[Input material Boundary: Start]
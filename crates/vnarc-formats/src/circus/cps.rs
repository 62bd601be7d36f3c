//! `CPS` images
//!
//! An LZ stream split in two: literal bytes run forward from the header, and
//! the control bits sit in the last `ctl_len` bytes, read back to front.

use binrw::BinRead;
use binrw::io::Cursor;

use crate::bitstream::ReverseBitStream;
use crate::codec::{CodecError, Input, alloc_output, copy_back};
use crate::error::{Error, Result, header_mismatch};
use crate::image::{ChannelOrder, ImageFrame, check_dimensions};

/// Size of the fixed header
pub const HEADER_SIZE: usize = 0x12;

/// CPS header
#[derive(Debug, Clone, PartialEq, Eq, BinRead)]
#[br(little)]
pub struct CpsHeader {
    /// Signature, always `CPS\0`
    #[br(assert(magic == *b"CPS\0", "Invalid CPS magic: {:?}", magic))]
    pub magic: [u8; 4],
    /// Unpacked pixel bytes
    pub unpacked: u32,
    /// Width in pixels
    pub width: u16,
    /// Height in pixels
    pub height: u16,
    /// 8, 24 or 32
    pub bpp: u16,
    /// Length of the trailing control block
    pub ctl_len: u32,
}

fn unpack(literals: &[u8], ctl: &[u8], len: usize) -> Result<Vec<u8>> {
    let mut out = alloc_output(len)?;
    let mut bits = ReverseBitStream::new(ctl);
    let mut input = Input::new(literals);
    let truncated = |dst| {
        Error::Codec(CodecError::Truncated {
            expected: len,
            produced: dst,
        })
    };

    let mut dst = 0;
    while dst < len {
        if bits.get_next_bit().ok_or_else(|| truncated(dst))? {
            out[dst] = input.u8().ok_or_else(|| truncated(dst))?;
            dst += 1;
        } else {
            let count = bits.get_bits(4).ok_or_else(|| truncated(dst))? as usize + 2;
            let distance = bits.get_bits(12).ok_or_else(|| truncated(dst))? as usize + 1;
            dst += copy_back(&mut out, dst, distance, count)?;
        }
    }
    Ok(out)
}

/// Decode a CPS image
pub fn decode(data: &[u8]) -> Result<ImageFrame> {
    let header = CpsHeader::read(&mut Cursor::new(data)).map_err(header_mismatch)?;
    let (width, height) = (u32::from(header.width), u32::from(header.height));
    check_dimensions(width, height)?;
    let order = match header.bpp {
        8 => ChannelOrder::Gray,
        24 => ChannelOrder::Bgr,
        32 => ChannelOrder::Bgra,
        bpp => return Err(Error::unsupported("CPS bit depth", bpp)),
    };
    let len = width as usize * height as usize * order.bytes_per_pixel();
    if header.unpacked as usize != len {
        return Err(Error::CorruptData(format!(
            "CPS unpacked size {} does not match {width}x{height}",
            header.unpacked
        )));
    }

    let body = &data[HEADER_SIZE..];
    let split = body
        .len()
        .checked_sub(header.ctl_len as usize)
        .ok_or_else(|| Error::CorruptData("CPS control block exceeds the file".into()))?;
    let (literals, ctl) = body.split_at(split);
    let pixels = unpack(literals, ctl, len)?;
    ImageFrame::packed(width, height, order, pixels)
}

#[cfg(test)]
#[allow(clippy::expect_used, clippy::unwrap_used)]
mod tests {
    use super::*;

    /// Control bits written MSB first, stored back to front
    #[derive(Default)]
    struct ControlWriter {
        bytes: Vec<u8>,
        used: u32,
    }

    impl ControlWriter {
        fn bits(&mut self, value: u32, n: u32) {
            for i in (0..n).rev() {
                if self.used % 8 == 0 {
                    self.bytes.push(0);
                }
                if value >> i & 1 != 0 {
                    *self.bytes.last_mut().unwrap() |= 0x80 >> (self.used % 8);
                }
                self.used += 1;
            }
        }

        fn finish(mut self) -> Vec<u8> {
            self.bytes.reverse();
            self.bytes
        }
    }

    fn build(width: u16, height: u16, bpp: u16, literals: &[u8], ctl: &[u8]) -> Vec<u8> {
        let unpacked = u32::from(width) * u32::from(height) * u32::from(bpp / 8);
        let mut out = b"CPS\0".to_vec();
        out.extend_from_slice(&unpacked.to_le_bytes());
        out.extend_from_slice(&width.to_le_bytes());
        out.extend_from_slice(&height.to_le_bytes());
        out.extend_from_slice(&bpp.to_le_bytes());
        out.extend_from_slice(&(ctl.len() as u32).to_le_bytes());
        out.extend_from_slice(literals);
        out.extend_from_slice(ctl);
        out
    }

    #[test]
    fn test_literals_and_copy() {
        let mut ctl = ControlWriter::default();
        ctl.bits(0b11, 2);
        ctl.bits(0, 1);
        ctl.bits(2, 4);
        ctl.bits(1, 12);
        let data = build(6, 1, 8, b"AB", &ctl.finish());
        let frame = decode(&data).unwrap();
        assert_eq!(frame.channel_order, ChannelOrder::Gray);
        assert_eq!(frame.pixels, b"ABABAB");
    }

    #[test]
    fn test_24bpp_literals() {
        let mut ctl = ControlWriter::default();
        ctl.bits(0b111, 3);
        let data = build(1, 1, 24, &[1, 2, 3], &ctl.finish());
        assert_eq!(decode(&data).unwrap().pixels, [1, 2, 3]);
    }

    #[test]
    fn test_copy_before_start() {
        let mut ctl = ControlWriter::default();
        ctl.bits(0, 1);
        ctl.bits(0, 4);
        ctl.bits(0, 12);
        let data = build(2, 1, 8, b"", &ctl.finish());
        assert!(decode(&data).unwrap_err().is_entry_local());
    }

    #[test]
    fn test_truncated_control() {
        let mut ctl = ControlWriter::default();
        ctl.bits(0b1, 1);
        let data = build(16, 1, 8, b"A", &ctl.finish());
        assert!(decode(&data).unwrap_err().is_truncated());
    }

    #[test]
    fn test_size_mismatch() {
        let mut data = build(2, 2, 8, b"", &[]);
        data[4] = 5;
        assert!(matches!(decode(&data), Err(Error::CorruptData(_))));
    }
}
//! PAC archives
//!
//! Records are `name[len], size, offset`. Amuse Craft archives start with
//! `PAC ` and keep the count at 8 with records from 0x804. Classic archives
//! keep the count at 0 with records from 0x3FE; their name length (0x20 or
//! 0x10) is inferred from where the first entry's data begins.

use tracing::{debug, trace};

use crate::archive::{ArchiveCodec, Directory, FormatState, OpenContext};
use crate::entry::Entry;
use crate::error::{Error, Result};
use crate::source::ByteSource;
use crate::util::{is_sane_count, name_from_field};

const AMUSE_SIGNATURE: &[u8] = b"PAC ";
const AMUSE_INDEX_START: u64 = 0x804;
const CLASSIC_INDEX_START: u64 = 0x3FE;
const CLASSIC_NAME_SIZES: [u64; 2] = [0x20, 0x10];

const SCRIPT_MARK: u8 = b'$';
const SCRIPT_HEADER: usize = 16;
const SCRIPT_KEY: u32 = 0xF7D5_859D;

/// Decrypt a `$` script in place
///
/// Starting at byte 16, every whole 4-byte chunk has its first byte rotated
/// left by a shift that starts at 4 and grows per chunk, and is then XOR-ed
/// with a fixed key as a little-endian word.
pub fn decrypt_script(data: &mut [u8]) {
    if data.len() <= SCRIPT_HEADER || data[0] != SCRIPT_MARK {
        return;
    }
    let mut shift = 4u32;
    for chunk in data[SCRIPT_HEADER..].chunks_exact_mut(4) {
        chunk[0] = chunk[0].rotate_left(shift & 7);
        let word = u32::from_le_bytes([chunk[0], chunk[1], chunk[2], chunk[3]]) ^ SCRIPT_KEY;
        chunk.copy_from_slice(&word.to_le_bytes());
        shift += 1;
    }
}

/// Softpal PAC archive
#[derive(Debug, Clone, Copy, Default)]
pub struct PacOpener;

impl PacOpener {
    fn read_records(
        source: &ByteSource,
        start: u64,
        count: u32,
        name_size: u64,
    ) -> Result<Vec<Entry>> {
        let record_size = name_size + 8;
        let index_end = start + u64::from(count) * record_size;
        if index_end > source.len() {
            return Err(Error::mismatch("PAC index exceeds the file"));
        }

        let mut entries = Vec::with_capacity(count as usize);
        for i in 0..u64::from(count) {
            let record = start + i * record_size;
            let name = name_from_field(source.slice(record, name_size as usize)?);
            let size = source.read_u32_le(record + name_size)?;
            let offset = source.read_u32_le(record + name_size + 4)?;
            if name.is_empty() {
                debug!("Dropping PAC record {}: empty name", i);
                continue;
            }
            if u64::from(offset) < index_end {
                debug!("Dropping PAC entry {}: data inside the index", name);
                continue;
            }
            match Entry::checked(name, u64::from(offset), u64::from(size), source) {
                Some(entry) => entries.push(entry),
                None => debug!("Dropping PAC record {}: {:#x}+{:#x} outside the archive", i, offset, size),
            }
        }
        Ok(entries)
    }

    fn classic_name_size(source: &ByteSource, count: u32) -> Option<u64> {
        CLASSIC_NAME_SIZES.into_iter().find(|&name_size| {
            let expected = CLASSIC_INDEX_START + (name_size + 8) * u64::from(count);
            let first_offset = source.read_u32_le(CLASSIC_INDEX_START + name_size + 4);
            trace!("PAC name size {:#x}: first data expected at {:#x}", name_size, expected);
            first_offset.is_ok_and(|offset| u64::from(offset) == expected)
        })
    }
}

impl ArchiveCodec for PacOpener {
    fn tag(&self) -> &'static str {
        "Softpal/PAC"
    }

    fn probe(&self, source: &ByteSource, ctx: &OpenContext<'_>) -> bool {
        source.has_signature(0, AMUSE_SIGNATURE)
            || (ctx.extension().as_deref() == Some("pac") && source.len() >= CLASSIC_INDEX_START)
    }

    fn parse_index(&self, source: &ByteSource, _ctx: &OpenContext<'_>) -> Result<Directory> {
        let (count, start, name_size) = if source.has_signature(0, AMUSE_SIGNATURE) {
            (source.read_u32_le(8)?, AMUSE_INDEX_START, 0x20)
        } else {
            let count = source.read_u32_le(0)?;
            if count == 0 {
                return Ok(Directory::plain(Vec::new()));
            }
            let name_size = Self::classic_name_size(source, count)
                .ok_or_else(|| Error::mismatch("PAC first entry does not follow the index"))?;
            (count, CLASSIC_INDEX_START, name_size)
        };

        if count == 0 {
            return Ok(Directory::plain(Vec::new()));
        }
        if !is_sane_count(count) {
            return Err(Error::mismatch(format!("PAC entry count {count}")));
        }
        let entries = Self::read_records(source, start, count, name_size)?;
        debug!("PAC with {:#x}-byte names: {} of {} entries", name_size, entries.len(), count);
        Ok(Directory::plain(entries))
    }

    fn open_entry(
        &self,
        source: &ByteSource,
        _state: &FormatState,
        entry: &Entry,
    ) -> Result<Vec<u8>> {
        let mut data = source.read_at(entry.offset, entry.size as usize)?;
        if data.len() > SCRIPT_HEADER && data[0] == SCRIPT_MARK {
            trace!("Decrypting PAC script {}", entry.name);
            decrypt_script(&mut data);
        }
        Ok(data)
    }
}
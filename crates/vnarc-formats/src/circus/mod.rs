//! Circus engine
//!
//! Containers are PCK (two agreeing offset tables) and DAT (fixed-width
//! names with implied sizes). Images are CRXG, differential CRXD, and the
//! older CPS.

pub mod cps;
pub mod crx;
pub mod crxd;
mod dat;
mod pck;

pub use dat::DatOpener;
pub use pck::PckOpener;
//! Bounded zlib inflate

use super::{CodecError, CodecResult, MAX_UNPACKED_SIZE, truncated};
use flate2::read::ZlibDecoder;
use std::io::Read;

/// Inflate a whole zlib stream, refusing output larger than `limit`
pub fn inflate(packed: &[u8], limit: usize) -> CodecResult<Vec<u8>> {
    let limit = limit.min(MAX_UNPACKED_SIZE);
    let mut decoder = ZlibDecoder::new(packed);
    let mut inflated = Vec::new();

    // Read in chunks to enforce the limit
    let mut buffer = [0u8; 8192];
    loop {
        let read = decoder
            .read(&mut buffer)
            .map_err(|e| CodecError::Inflate(e.to_string()))?;
        if read == 0 {
            break;
        }
        if inflated.len() + read > limit {
            return Err(CodecError::TooLarge {
                size: inflated.len() + read,
                limit,
            });
        }
        inflated.extend_from_slice(&buffer[..read]);
    }

    Ok(inflated)
}

/// Inflate exactly `len` bytes from the front of a zlib stream
///
/// Output past `len` is ignored. A stream that ends early is truncated.
pub fn inflate_exact(packed: &[u8], len: usize) -> CodecResult<Vec<u8>> {
    if len > MAX_UNPACKED_SIZE {
        return Err(CodecError::TooLarge {
            size: len,
            limit: MAX_UNPACKED_SIZE,
        });
    }
    let mut decoder = ZlibDecoder::new(packed);
    let mut out = vec![0u8; len];
    let mut filled = 0;
    while filled < len {
        let read = decoder
            .read(&mut out[filled..])
            .map_err(|e| CodecError::Inflate(e.to_string()))?;
        if read == 0 {
            return Err(truncated(len, filled));
        }
        filled += read;
    }
    Ok(out)
}

#[cfg(test)]
#[allow(clippy::expect_used)]
pub(crate) fn deflate(data: &[u8]) -> Vec<u8> {
    use flate2::Compression;
    use flate2::write::ZlibEncoder;
    use std::io::Write;

    let mut encoder = ZlibEncoder::new(Vec::new(), Compression::default());
    encoder.write_all(data).expect("write to Vec");
    encoder.finish().expect("finish zlib stream")
}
[Input material Boundary: End]
- Exercise prompt: What lines above contain "limit"? Copy them out.

- Output for this exercise:
/// Inflate a whole zlib stream, refusing output larger than `limit`
pub fn inflate(packed: &[u8], limit: usize) -> CodecResult<Vec<u8>> {
    let limit = limit.min(MAX_UNPACKED_SIZE);
    // Read in chunks to enforce the limit
        if inflated.len() + read > limit {
                limit,
            limit: MAX_UNPACKED_SIZE,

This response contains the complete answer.